Clarisse Epifanio Ramos
O CIRCUITO INFERIOR DA ECONOMIA URBANA: UMA ANÁLISE DAS ATIVIDADES DOS TRABALHADORES AMBULANTES DA PRAIA DO FRANCÊS, ALAGOAS
Resumo
Esta pesquisa em andamento investiga o circuito inferior da economia urbana na Praia do Francês, em Marechal Deodoro, Alagoas, com foco nas atividades dos trabalhadores ambulantes inseridos na oferta turística informal local. Fundamentado na teoria dos circuitos da economia urbana de Milton Santos, a abordagem teórica diferencia o Circuito Inferior, caracterizado por informalidade, baixo investimento e trabalho intensivo, do Circuito Superior, mais estruturado e moderno. A pesquisa parte do reconhecimento de que esses trabalhadores desempenham papel relevante na dinâmica econômica e na experiência turística local, mesmo enfrentando condições precárias de trabalho, insegurança social, e conflitos com o mercado formal e o poder público, num processo marcado por desigualdades na apropriação do território da praia e áreas adjacências. O problema central pesquisa consiste em compreender como os trabalhadores ambulantes da Praia do Francês se inserem territorialmente em um contexto de oferta turística local, analisando suas estratégias de ocupação e uso do território, como parte do circuito inferior da economia, incluindo renda, condições de trabalho, produtos e serviços oferecidos, segurança social e tecnologia envolvida.
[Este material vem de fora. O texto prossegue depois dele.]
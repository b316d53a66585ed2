//! Version tokens that tell the compiler whether a file needs re-analysis.

use crate::hash::ContentHash;
use serde::{Deserialize, Serialize};
use std::fmt;
use std::time::{SystemTime, UNIX_EPOCH};

/// An opaque per-file version identifier.
///
/// Tokens come in three tiers, strongest first:
/// - [`Content`](VersionToken::Content) for text held in the in-memory overlay,
/// - [`Modified`](VersionToken::Modified) for untouched files on disk,
/// - [`Default`](VersionToken::Default) when the disk could not be queried.
///
/// The compiler only compares tokens for equality; a cached analysis is reused
/// iff the token it was computed under equals the current one.
#[derive(Clone, Copy, PartialEq, Eq, Hash, Debug, Serialize, Deserialize)]
pub enum VersionToken {
    /// Hash of the overlay content.
    Content(ContentHash),
    /// Disk modification time in nanoseconds since the Unix epoch.
    Modified(u128),
    /// Constant fallback for files whose metadata could not be read.
    Default,
}

impl VersionToken {
    /// Derives a token from in-memory text.
    pub fn of_content(text: &str) -> Self {
        VersionToken::Content(ContentHash::from_text(text))
    }

    /// Derives a token from a filesystem modification time.
    ///
    /// Times before the Unix epoch collapse to [`VersionToken::Default`].
    pub fn of_mtime(mtime: SystemTime) -> Self {
        match mtime.duration_since(UNIX_EPOCH) {
            Ok(elapsed) => VersionToken::Modified(elapsed.as_nanos()),
            Err(_) => VersionToken::Default,
        }
    }
}

impl fmt::Display for VersionToken {
    fn fmt(&self, f: &mut fmt::Formatter<'_>) -> fmt::Result {
        match self {
            VersionToken::Content(hash) => write!(f, "{hash}"),
            VersionToken::Modified(nanos) => write!(f, "{nanos}"),
            VersionToken::Default => write!(f, "1"),
        }
    }
}
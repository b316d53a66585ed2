//! Errors surfaced by [`Session::check`](crate::Session::check).

use tycheck_compiler::CompilationError;
use tycheck_overlay::InvalidEditError;

/// Why a check call failed.
#[derive(Debug, thiserror::Error)]
pub enum CheckError {
    /// The batch was rejected before anything was applied.
    #[error(transparent)]
    InvalidEdit(#[from] InvalidEditError),

    /// The checker could not be set up or failed during the pass. Edits
    /// already applied stay applied.
    #[error(transparent)]
    Compilation(#[from] CompilationError),

    /// The configured internal directory does not yield a usable rewrite
    /// pattern.
    #[error("invalid diagnostics filter: {0}")]
    Filter(#[from] regex::Error),
}
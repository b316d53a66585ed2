//! The file-resolution interface the checker consumes, and its two providers.

use std::path::{Path, PathBuf};
use std::time::SystemTime;

use ignore::WalkBuilder;
use tycheck_common::{normalize_path, VersionToken};

use crate::error::DiskReadError;
use crate::store::OverlayStore;

/// File-resolution capabilities the checker needs from its environment.
///
/// All paths are absolute and normalized.
pub trait CompilerHost {
    /// Returns `true` if a regular file exists at `path`.
    fn file_exists(&self, path: &Path) -> bool;

    /// Returns the text of the file at `path`, or `None` if it cannot be read.
    fn read_file(&self, path: &Path) -> Option<String>;

    /// Returns the identity token the checker compares to decide whether a
    /// cached analysis of `path` is still valid.
    fn version(&mut self, path: &Path) -> VersionToken;

    /// Returns `true` if `dir` exists as a directory.
    fn directory_exists(&self, dir: &Path) -> bool;

    /// Lists every file beneath `dir`, recursively, in sorted order.
    ///
    /// Directories named in `exclude` and hidden entries are skipped.
    fn list_files(&self, dir: &Path, exclude: &[String]) -> Vec<PathBuf>;
}

/// [`CompilerHost`] over the real filesystem.
///
/// I/O failures are absorbed: unreadable files have no content and get
/// [`VersionToken::Default`]. Failures other than not-found are logged.
#[derive(Debug, Default, Clone, Copy)]
pub struct DiskHost;

impl DiskHost {
    /// Creates a disk host.
    pub fn new() -> Self {
        Self
    }

    /// Reads a file's text.
    pub fn try_read(&self, path: &Path) -> Result<String, DiskReadError> {
        std::fs::read_to_string(path).map_err(|source| DiskReadError::Read {
            path: path.to_path_buf(),
            source,
        })
    }

    /// Reads a file's modification time.
    pub fn try_modified(&self, path: &Path) -> Result<SystemTime, DiskReadError> {
        std::fs::metadata(path)
            .and_then(|meta| meta.modified())
            .map_err(|source| DiskReadError::Stat {
                path: path.to_path_buf(),
                source,
            })
    }
}

fn absorb(err: &DiskReadError) {
    if !err.is_not_found() {
        tracing::warn!(error = %err, "disk access failed, using fallback");
    }
}

impl CompilerHost for DiskHost {
    fn file_exists(&self, path: &Path) -> bool {
        path.is_file()
    }

    fn read_file(&self, path: &Path) -> Option<String> {
        self.try_read(path).map_err(|e| absorb(&e)).ok()
    }

    fn version(&mut self, path: &Path) -> VersionToken {
        match self.try_modified(path) {
            Ok(mtime) => VersionToken::of_mtime(mtime),
            Err(e) => {
                absorb(&e);
                VersionToken::Default
            }
        }
    }

    fn directory_exists(&self, dir: &Path) -> bool {
        dir.is_dir()
    }

    fn list_files(&self, dir: &Path, exclude: &[String]) -> Vec<PathBuf> {
        if !dir.is_dir() {
            return Vec::new();
        }
        let exclude = exclude.to_vec();
        let mut builder = WalkBuilder::new(dir);
        builder
            .git_ignore(false)
            .git_global(false)
            .git_exclude(false)
            .ignore(false)
            .parents(false)
            .follow_links(false)
            .hidden(true)
            .filter_entry(move |entry| {
                let name = entry.file_name().to_string_lossy();
                !exclude.iter().any(|ex| *ex == name)
            });

        let mut files = Vec::new();
        for entry in builder.build() {
            match entry {
                Ok(entry) if entry.file_type().is_some_and(|t| t.is_file()) => {
                    files.push(normalize_path(entry.path()));
                }
                Ok(_) => {}
                Err(e) => tracing::warn!(error = %e, "skipping unreadable directory entry"),
            }
        }
        files.sort();
        files
    }
}

/// [`CompilerHost`] decorator that answers from an [`OverlayStore`] first and
/// falls through to `inner` for paths the overlay does not know.
pub struct OverlayHost<'a, H: CompilerHost> {
    store: &'a mut OverlayStore,
    inner: &'a mut H,
}

impl<'a, H: CompilerHost> OverlayHost<'a, H> {
    /// Layers `store` over `inner`.
    pub fn new(store: &'a mut OverlayStore, inner: &'a mut H) -> Self {
        Self { store, inner }
    }

    /// Returns the overlay this host consults.
    pub fn store(&self) -> &OverlayStore {
        self.store
    }
}

impl<H: CompilerHost> CompilerHost for OverlayHost<'_, H> {
    fn file_exists(&self, path: &Path) -> bool {
        self.store.resolve_exists(path, &*self.inner)
    }

    fn read_file(&self, path: &Path) -> Option<String> {
        self.store.resolve_content(path, &*self.inner)
    }

    fn version(&mut self, path: &Path) -> VersionToken {
        self.store.resolve_version(path, &mut *self.inner)
    }

    fn directory_exists(&self, dir: &Path) -> bool {
        self.store.resolve_directory_exists(dir, &*self.inner)
    }

    fn list_files(&self, dir: &Path, exclude: &[String]) -> Vec<PathBuf> {
        self.store.resolve_list_files(dir, exclude, &*self.inner)
    }
}
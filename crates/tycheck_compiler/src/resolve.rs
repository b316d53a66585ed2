//! Module specifier resolution.
//!
//! Every existence check goes through the [`CompilerHost`], so files and
//! directories that only exist in the overlay resolve like real ones, and
//! deleted files do not resolve at all.

use std::ffi::OsString;
use std::path::{Path, PathBuf};

use tycheck_common::normalize_path;
use tycheck_config::ProjectConfig;
use tycheck_overlay::CompilerHost;

/// Extensions probed, in order, when a specifier names a file without one.
const PROBE_EXTENSIONS: &[&str] = &[".ts", ".tsx", ".d.ts", ".js", ".jsx"];

/// What a module specifier refers to.
#[derive(Debug, Clone, PartialEq, Eq)]
pub enum Resolution {
    /// A source file of the program.
    File(PathBuf),
    /// Matched by an ambient module declaration; its shape is unknown.
    Ambient,
    /// An installed (or unchecked) package.
    Package(String),
    /// Nothing provides this module.
    Unresolved,
}

struct PathAlias {
    pattern: String,
    targets: Vec<String>,
}

impl PathAlias {
    /// The part of `spec` matched by `*`, or `""` for an exact pattern match.
    fn capture<'s>(&self, spec: &'s str) -> Option<&'s str> {
        match self.pattern.split_once('*') {
            Some((prefix, suffix)) => wildcard_capture(prefix, suffix, spec),
            None => (self.pattern == spec).then_some(""),
        }
    }

    fn prefix_len(&self) -> usize {
        self.pattern.find('*').unwrap_or(self.pattern.len())
    }
}

fn wildcard_capture<'s>(prefix: &str, suffix: &str, spec: &'s str) -> Option<&'s str> {
    if spec.len() < prefix.len() + suffix.len() {
        return None;
    }
    spec.strip_prefix(prefix)?.strip_suffix(suffix)
}

/// Returns `true` if `spec` matches an ambient module name or `*` pattern.
pub fn matches_ambient(pattern: &str, spec: &str) -> bool {
    match pattern.split_once('*') {
        Some((prefix, suffix)) => wildcard_capture(prefix, suffix, spec).is_some(),
        None => pattern == spec,
    }
}

/// Resolves module specifiers for one project.
pub struct Resolver {
    root: PathBuf,
    aliases: Vec<PathAlias>,
    ambient: Vec<String>,
    check_packages: bool,
}

impl Resolver {
    /// Builds a resolver from the project configuration.
    pub fn new(root: &Path, config: &ProjectConfig) -> Self {
        let mut aliases: Vec<PathAlias> = config
            .paths
            .iter()
            .map(|(pattern, targets)| PathAlias {
                pattern: pattern.clone(),
                targets: targets.clone(),
            })
            .collect();
        // The longest matching prefix wins.
        aliases.sort_by_key(|a| std::cmp::Reverse(a.prefix_len()));
        Self {
            root: normalize_path(root),
            aliases,
            ambient: config.compiler.ambient_modules.clone(),
            check_packages: config.compiler.check_packages,
        }
    }

    /// Fully resolves `spec` as imported from `importer`.
    ///
    /// `declared` holds the ambient module names declared by the program's
    /// own files.
    pub fn resolve<H: CompilerHost + ?Sized>(
        &self,
        spec: &str,
        importer: &Path,
        declared: &[String],
        host: &H,
    ) -> Resolution {
        match self.resolve_file(spec, importer, host) {
            Some(path) => Resolution::File(path),
            None => self.resolve_non_file(spec, importer, declared, host),
        }
    }

    /// Resolves `spec` to a source file, if one provides it.
    pub fn resolve_file<H: CompilerHost + ?Sized>(
        &self,
        spec: &str,
        importer: &Path,
        host: &H,
    ) -> Option<PathBuf> {
        if is_path_like(spec) {
            let base = if spec.starts_with('/') {
                normalize_path(Path::new(spec))
            } else {
                let dir = importer.parent().unwrap_or(&self.root);
                normalize_path(&dir.join(spec))
            };
            return self.try_path(&base, host);
        }
        let (alias, capture) = self.match_alias(spec)?;
        alias.targets.iter().find_map(|target| {
            let target = target.replacen('*', capture, 1);
            self.try_path(&normalize_path(&self.root.join(target)), host)
        })
    }

    /// Classifies a specifier that no source file provides.
    pub fn resolve_non_file<H: CompilerHost + ?Sized>(
        &self,
        spec: &str,
        importer: &Path,
        declared: &[String],
        host: &H,
    ) -> Resolution {
        let ambient = self
            .ambient
            .iter()
            .chain(declared)
            .any(|pattern| matches_ambient(pattern, spec));
        if ambient {
            return Resolution::Ambient;
        }
        if is_path_like(spec) || self.match_alias(spec).is_some() {
            return Resolution::Unresolved;
        }
        let package = package_name(spec);
        if !self.check_packages || self.package_installed(&package, importer, host) {
            Resolution::Package(package)
        } else {
            Resolution::Unresolved
        }
    }

    fn match_alias<'s>(&self, spec: &'s str) -> Option<(&PathAlias, &'s str)> {
        self.aliases
            .iter()
            .find_map(|alias| alias.capture(spec).map(|capture| (alias, capture)))
    }

    fn try_path<H: CompilerHost + ?Sized>(&self, base: &Path, host: &H) -> Option<PathBuf> {
        let ext = base.extension().and_then(|e| e.to_str()).unwrap_or("");
        let substitutes: &[&str] = match ext {
            "js" => &["ts", "tsx", "d.ts"],
            "jsx" => &["tsx"],
            "mjs" => &["mts", "d.mts"],
            "cjs" => &["cts", "d.cts"],
            _ => &[],
        };
        for substitute in substitutes {
            let candidate = base.with_extension(substitute);
            if host.file_exists(&candidate) {
                return Some(candidate);
            }
        }
        if matches!(ext, "ts" | "tsx" | "mts" | "cts" | "js" | "jsx" | "mjs" | "cjs")
            && host.file_exists(base)
        {
            return Some(base.to_path_buf());
        }

        for suffix in PROBE_EXTENSIONS {
            let candidate = with_suffix(base, suffix);
            if host.file_exists(&candidate) {
                return Some(candidate);
            }
        }

        if host.directory_exists(base) {
            for suffix in PROBE_EXTENSIONS {
                let candidate = with_suffix(&base.join("index"), suffix);
                if host.file_exists(&candidate) {
                    return Some(candidate);
                }
            }
        }
        None
    }

    /// Looks for `node_modules/<package>` (or its `@types` package) from the
    /// importer's directory up to the project root.
    fn package_installed<H: CompilerHost + ?Sized>(
        &self,
        package: &str,
        importer: &Path,
        host: &H,
    ) -> bool {
        let types = types_package(package);
        let mut dir = importer.parent();
        while let Some(current) = dir {
            let modules = current.join("node_modules");
            if host.directory_exists(&modules.join(package))
                || host.directory_exists(&modules.join(&types))
            {
                return true;
            }
            if current == self.root || !current.starts_with(&self.root) {
                break;
            }
            dir = current.parent();
        }
        false
    }
}

fn is_path_like(spec: &str) -> bool {
    spec == "." || spec == ".." || spec.starts_with("./") || spec.starts_with("../") || spec.starts_with('/')
}

fn with_suffix(base: &Path, suffix: &str) -> PathBuf {
    let mut raw: OsString = base.as_os_str().to_os_string();
    raw.push(suffix);
    PathBuf::from(raw)
}

/// The package a bare specifier belongs to: `react-dom/client` → `react-dom`,
/// `@scope/pkg/sub` → `@scope/pkg`, `node:fs` → `@types/node`.
pub fn package_name(spec: &str) -> String {
    if spec.starts_with("node:") {
        return "@types/node".to_string();
    }
    let mut parts = spec.split('/');
    let first = parts.next().unwrap_or(spec);
    match (first.starts_with('@'), parts.next()) {
        (true, Some(second)) => format!("{first}/{second}"),
        _ => first.to_string(),
    }
}

fn types_package(package: &str) -> String {
    match package.strip_prefix('@') {
        Some(_) if package.starts_with("@types/") => package.to_string(),
        Some(scoped) => format!("@types/{}", scoped.replacen('/', "__", 1)),
        None => format!("@types/{package}"),
    }
}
O objetivo geral é analisar as estratégias de territorialização desses trabalhadores no contexto da oferta turística informal, buscando identificar quem são, como atuam e quais os principais desafios envolvidos em sua inserção na praia. A metodologia empregada é natureza qualitativa, com aplicação de entrevistas semiestruturadas, entrevistas semiestruturadas com atores sociais relacionados ao turismo local, além de observação direta, registro fotográfico e análise documentos oficiais do poder público municipal. Os resultados parciais indicam que há aproximadamente 700 vendedores ambulantes gravitando na Praia do Francês. Foi constatada também valorização imobiliária da terra, pressão por reordenamento urbano, e imposição de normas de uso, que impactam diretamente a permanência e a mobilidade dos trabalhadores ambulantes na praia. Também foram identificadas tensões entre os próprios vendedores ambulantes do lugar, com base em concorrência e uso do território. Esses resultados parciais indicam desafios para um desenvolvimento turístico local em que os vendedores ambulantes estejam integrados à oferta turística local da Praia do Francês.